Segment Start: Provided entries

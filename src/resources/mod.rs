//! Loading of external assets and creation of procedural ones.
//!
//! - `primitives` builds shared box/cylinder/cone/plane meshes and materials
//! - `paint` paints the procedural floor and wall textures
//! - `gltf` and `obj` parse external payloads into scene nodes

use anyhow::anyhow;

use crate::data_structures::scene_graph::SceneNode;

pub mod gltf;
pub mod obj;
pub mod paint;
pub mod primitives;

/// Payload formats understood by [`parse_asset`].
#[derive(Clone, Copy, Debug, PartialEq, Eq)]
pub enum AssetFormat {
    Gltf,
    Obj,
}

impl AssetFormat {
    /// Picks the format from the extension of `location`, ignoring query strings.
    pub fn from_location(location: &str) -> Option<Self> {
        let path = location.split(['?', '#']).next().unwrap_or(location);
        let extension = path.rsplit_once('.')?.1.to_ascii_lowercase();
        match extension.as_str() {
            "glb" | "gltf" => Some(Self::Gltf),
            "obj" => Some(Self::Obj),
            _ => None,
        }
    }
}

/// Parses a fetched payload into a scene node named after its location.
pub async fn parse_asset(location: &str, bytes: &[u8]) -> anyhow::Result<Box<dyn SceneNode>> {
    match AssetFormat::from_location(location) {
        Some(AssetFormat::Gltf) => gltf::load_gltf(bytes, location),
        Some(AssetFormat::Obj) => obj::load_obj(bytes, location).await,
        None => Err(anyhow!("unsupported asset format")),
    }
}

pub fn is_remote(location: &str) -> bool {
    location.starts_with("http://") || location.starts_with("https://")
}

pub async fn fetch_http(url: &str) -> anyhow::Result<Vec<u8>> {
    let response = reqwest::get(url).await?.error_for_status()?;
    Ok(response.bytes().await?.to_vec())
}

#[cfg(target_arch = "wasm32")]
fn format_url(file_name: &str, asset_base: &str) -> anyhow::Result<reqwest::Url> {
    let window = web_sys::window().ok_or_else(|| anyhow!("no window"))?;
    let origin = window
        .location()
        .origin()
        .map_err(|_| anyhow!("page origin unavailable"))?;
    let base = reqwest::Url::parse(&format!("{}/{}/", origin, asset_base.trim_matches('/')))?;
    Ok(base.join(file_name)?)
}

/// Reads an asset. Absolute http(s) locations are fetched directly; anything
/// else is resolved against `asset_base`, which is a directory natively and a
/// path below the page origin on the web.
pub async fn load_binary(location: &str, asset_base: &str) -> anyhow::Result<Vec<u8>> {
    if is_remote(location) {
        return fetch_http(location).await;
    }
    #[cfg(target_arch = "wasm32")]
    let data = {
        let url = format_url(location, asset_base)?;
        fetch_http(url.as_str()).await?
    };
    #[cfg(not(target_arch = "wasm32"))]
    let data = {
        use anyhow::Context;
        let path = std::path::Path::new(asset_base).join(location);
        tokio::fs::read(&path)
            .await
            .with_context(|| format!("reading {}", path.display()))?
    };

    Ok(data)
}
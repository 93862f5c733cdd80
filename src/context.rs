//! GPU handles shared by every surface created for one window.
//!
//! Surfaces come and go with each mount, the device outlives them. All wgpu
//! handles are reference counted, so cloning a [`GpuContext`] is cheap.

use std::sync::Arc;

use anyhow::Context as _;
use winit::window::Window;

#[derive(Clone, Debug)]
pub struct GpuContext {
    pub window: Arc<Window>,
    pub instance: wgpu::Instance,
    pub adapter: wgpu::Adapter,
    pub device: wgpu::Device,
    pub queue: wgpu::Queue,
}

impl GpuContext {
    pub async fn new(window: Arc<Window>) -> anyhow::Result<Self> {
        // BackendBit::PRIMARY => Vulkan + Metal + DX12 + Browser WebGPU
        log::info!("WGPU setup");
        let instance = wgpu::Instance::new(wgpu::InstanceDescriptor {
            #[cfg(not(target_arch = "wasm32"))]
            backends: wgpu::Backends::PRIMARY,
            #[cfg(target_arch = "wasm32")]
            backends: wgpu::Backends::GL,
            ..wgpu::InstanceDescriptor::new_without_display_handle()
        });

        // only used to find a compatible adapter, every mount creates its own surface
        let probe = instance
            .create_surface(window.clone())
            .context("Could not create a surface for the window")?;

        let adapter = instance
            .request_adapter(&wgpu::RequestAdapterOptions {
                power_preference: wgpu::PowerPreference::default(),
                compatible_surface: Some(&probe),
                force_fallback_adapter: false,
            })
            .await
            .context("No compatible graphics adapter")?;
        drop(probe);

        log::info!("Requesting device on {}", adapter.get_info().name);
        let (device, queue) = adapter
            .request_device(&wgpu::DeviceDescriptor {
                label: None,
                required_features: wgpu::Features::empty(),
                // WebGL doesn't support all of wgpu's features
                required_limits: if cfg!(target_arch = "wasm32") {
                    wgpu::Limits::downlevel_webgl2_defaults()
                } else {
                    wgpu::Limits::default()
                },
                memory_hints: Default::default(),
                trace: wgpu::Trace::Off,
                ..Default::default()
            })
            .await
            .context("Could not open the graphics device")?;

        Ok(Self {
            window,
            instance,
            adapter,
            device,
            queue,
        })
    }

    /// Creates and configures a surface on the context's window.
    pub fn create_surface(
        &self,
        width: u32,
        height: u32,
    ) -> anyhow::Result<(wgpu::Surface<'static>, wgpu::SurfaceConfiguration)> {
        let surface = self
            .instance
            .create_surface(self.window.clone())
            .context("Could not create a surface for the window")?;

        let surface_caps = surface.get_capabilities(&self.adapter);
        // The shader writes linear colours and relies on an Srgb surface for the conversion.
        let format = surface_caps
            .formats
            .iter()
            .copied()
            .find(|f| f.is_srgb())
            .or_else(|| surface_caps.formats.first().copied())
            .context("The surface supports no formats on this adapter")?;
        let config = wgpu::SurfaceConfiguration {
            usage: wgpu::TextureUsages::RENDER_ATTACHMENT,
            format,
            width: width.max(1),
            height: height.max(1),
            present_mode: surface_caps
                .present_modes
                .first()
                .copied()
                .unwrap_or(wgpu::PresentMode::Fifo),
            alpha_mode: surface_caps
                .alpha_modes
                .first()
                .copied()
                .unwrap_or(wgpu::CompositeAlphaMode::Auto),
            view_formats: vec![],
            desired_maximum_frame_latency: 2,
        };
        surface.configure(&self.device, &config);
        Ok((surface, config))
    }
}
//! Wavefront `.obj` import. Material libraries are not followed; every model
//! gets a neutral grey material.

use std::{
    io::{BufReader, Cursor},
    sync::Arc,
};

use log::warn;

use crate::data_structures::{
    instance::Instance,
    model::{Material, MeshData, ModelVertex},
    scene_graph::{ContainerNode, MeshNode, SceneNode},
};

pub async fn load_obj(bytes: &[u8], name: &str) -> anyhow::Result<Box<dyn SceneNode>> {
    let mut obj_reader = BufReader::new(Cursor::new(bytes));

    let (models, _) = tobj::load_obj_buf_async(
        &mut obj_reader,
        &tobj::LoadOptions {
            triangulate: true,
            single_index: true,
            ..Default::default()
        },
        |_| async { Err(tobj::LoadError::OpenFileFailed) },
    )
    .await?;

    let material = Arc::new(Material::lambert("obj-default", 0xb0b0b0));
    let mut root = ContainerNode::new(name, Instance::new());
    for (idx, model) in models.iter().enumerate() {
        let mesh = to_mesh(&model.mesh);
        if mesh.indices.iter().any(|&i| i as usize >= mesh.vertices.len()) {
            warn!("Mesh at index {} in file {} references missing vertices", idx, name);
            continue;
        }
        root.add_child(Box::new(MeshNode::new(
            &model.name,
            Arc::new(mesh),
            material.clone(),
            Instance::new(),
        )));
    }
    if root.children.is_empty() {
        anyhow::bail!("no usable meshes in {}", name);
    }
    Ok(Box::new(root))
}

fn to_mesh(m: &tobj::Mesh) -> MeshData {
    let vertices = (0..m.positions.len() / 3)
        .map(|i| ModelVertex {
            position: [
                m.positions[i * 3],
                m.positions[i * 3 + 1],
                m.positions[i * 3 + 2],
            ],
            tex_coords: [
                m.texcoords.get(i * 2).map_or(0.0, |f| *f),
                1.0 - m.texcoords.get(i * 2 + 1).map_or(0.0, |f| *f),
            ],
            normal: [
                m.normals.get(i * 3).map_or(0.0, |f| *f),
                m.normals.get(i * 3 + 1).map_or(1.0, |f| *f),
                m.normals.get(i * 3 + 2).map_or(0.0, |f| *f),
            ],
        })
        .collect();
    MeshData {
        vertices,
        indices: m.indices.clone(),
    }
}
//! Viewer data structures: meshes, materials, textures, transforms and the scene graph.
//!
//! - `model` holds CPU-side geometry ([`model::MeshData`]) and [`model::Material`]
//! - `texture` wraps GPU textures created from painted or imported images
//! - `instance` holds the rigid transform of a node and its GPU representation
//! - `scene_graph` is the node tree owned by one viewer session

pub mod instance;
pub mod model;
pub mod scene_graph;
pub mod texture;
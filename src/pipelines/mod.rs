//! Render pipelines of the viewer.
//!
//! Both pipelines share `scene.wgsl` and the same bind group layout order:
//! material at group 0, camera at group 1 and lights at group 2.

pub mod basic;
pub mod light;
pub mod transparent;

/// Layout of a bind group holding a single uniform buffer at binding 0.
pub fn uniform_layout(device: &wgpu::Device, label: &str) -> wgpu::BindGroupLayout {
    device.create_bind_group_layout(&wgpu::BindGroupLayoutDescriptor {
        entries: &[wgpu::BindGroupLayoutEntry {
            binding: 0,
            visibility: wgpu::ShaderStages::VERTEX | wgpu::ShaderStages::FRAGMENT,
            ty: wgpu::BindingType::Buffer {
                ty: wgpu::BufferBindingType::Uniform,
                has_dynamic_offset: false,
                min_binding_size: None,
            },
            count: None,
        }],
        label: Some(label),
    })
}

pub(crate) fn scene_shader() -> wgpu::ShaderModuleDescriptor<'static> {
    wgpu::ShaderModuleDescriptor {
        label: Some("Scene Shader"),
        source: wgpu::ShaderSource::Wgsl(include_str!("scene.wgsl").into()),
    }
}
//! Procedural room construction.
//!
//! A scene is built in three fixed stages, each appending top level groups to a
//! fresh [`SceneGraph`]: the room [`shell`], the wall-anchored [`environment`]
//! fixtures and the [`furniture`] catalog of the room type.

use log::debug;

use crate::{
    config::LightConfig,
    data_structures::{
        model::hex_to_rgb,
        scene_graph::{Light, SceneGraph},
    },
    error::SceneError,
    resources::primitives::PrimitiveFactory,
    room::RoomType,
};

pub mod environment;
pub mod furniture;
pub mod shell;

/// A graph that only holds the two persistent lights.
pub fn lit_graph(lights: &LightConfig) -> SceneGraph {
    SceneGraph::new(
        Light::Ambient {
            color: hex_to_rgb(lights.ambient_color),
            intensity: lights.ambient_intensity,
        },
        Light::Directional {
            color: hex_to_rgb(lights.directional_color),
            intensity: lights.directional_intensity,
        },
        lights.directional_position,
    )
}

/// Builds the complete procedural scene of a room: shell, fixtures and furniture.
pub fn build_room(room: RoomType, lights: &LightConfig) -> Result<SceneGraph, SceneError> {
    let descriptor = room.descriptor();
    descriptor.validate()?;
    let builders = room.builders();

    let mut graph = lit_graph(lights);
    let mut factory = PrimitiveFactory::new();
    shell::build(&mut graph, &mut factory, &descriptor, builders.floor)?;
    (builders.environment)(&mut graph, &mut factory, &descriptor)?;
    (builders.furniture)(&mut graph, &mut factory, &descriptor)?;

    debug!(
        "Built {}: {} nodes, {} shared meshes, {} materials",
        room,
        graph.node_count(),
        factory.mesh_count(),
        factory.material_count()
    );
    Ok(graph)
}

/// Like [`build_room`] for a host identifier such as `"living-room"`.
pub fn build_room_by_id(id: &str, lights: &LightConfig) -> Result<SceneGraph, SceneError> {
    build_room(id.parse()?, lights)
}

Segment End: Provided entries

▶ _Prompt_: Provide the number of lines in the entries that include "InstanceDescriptor", and no other text.

▶ _Task response_: 2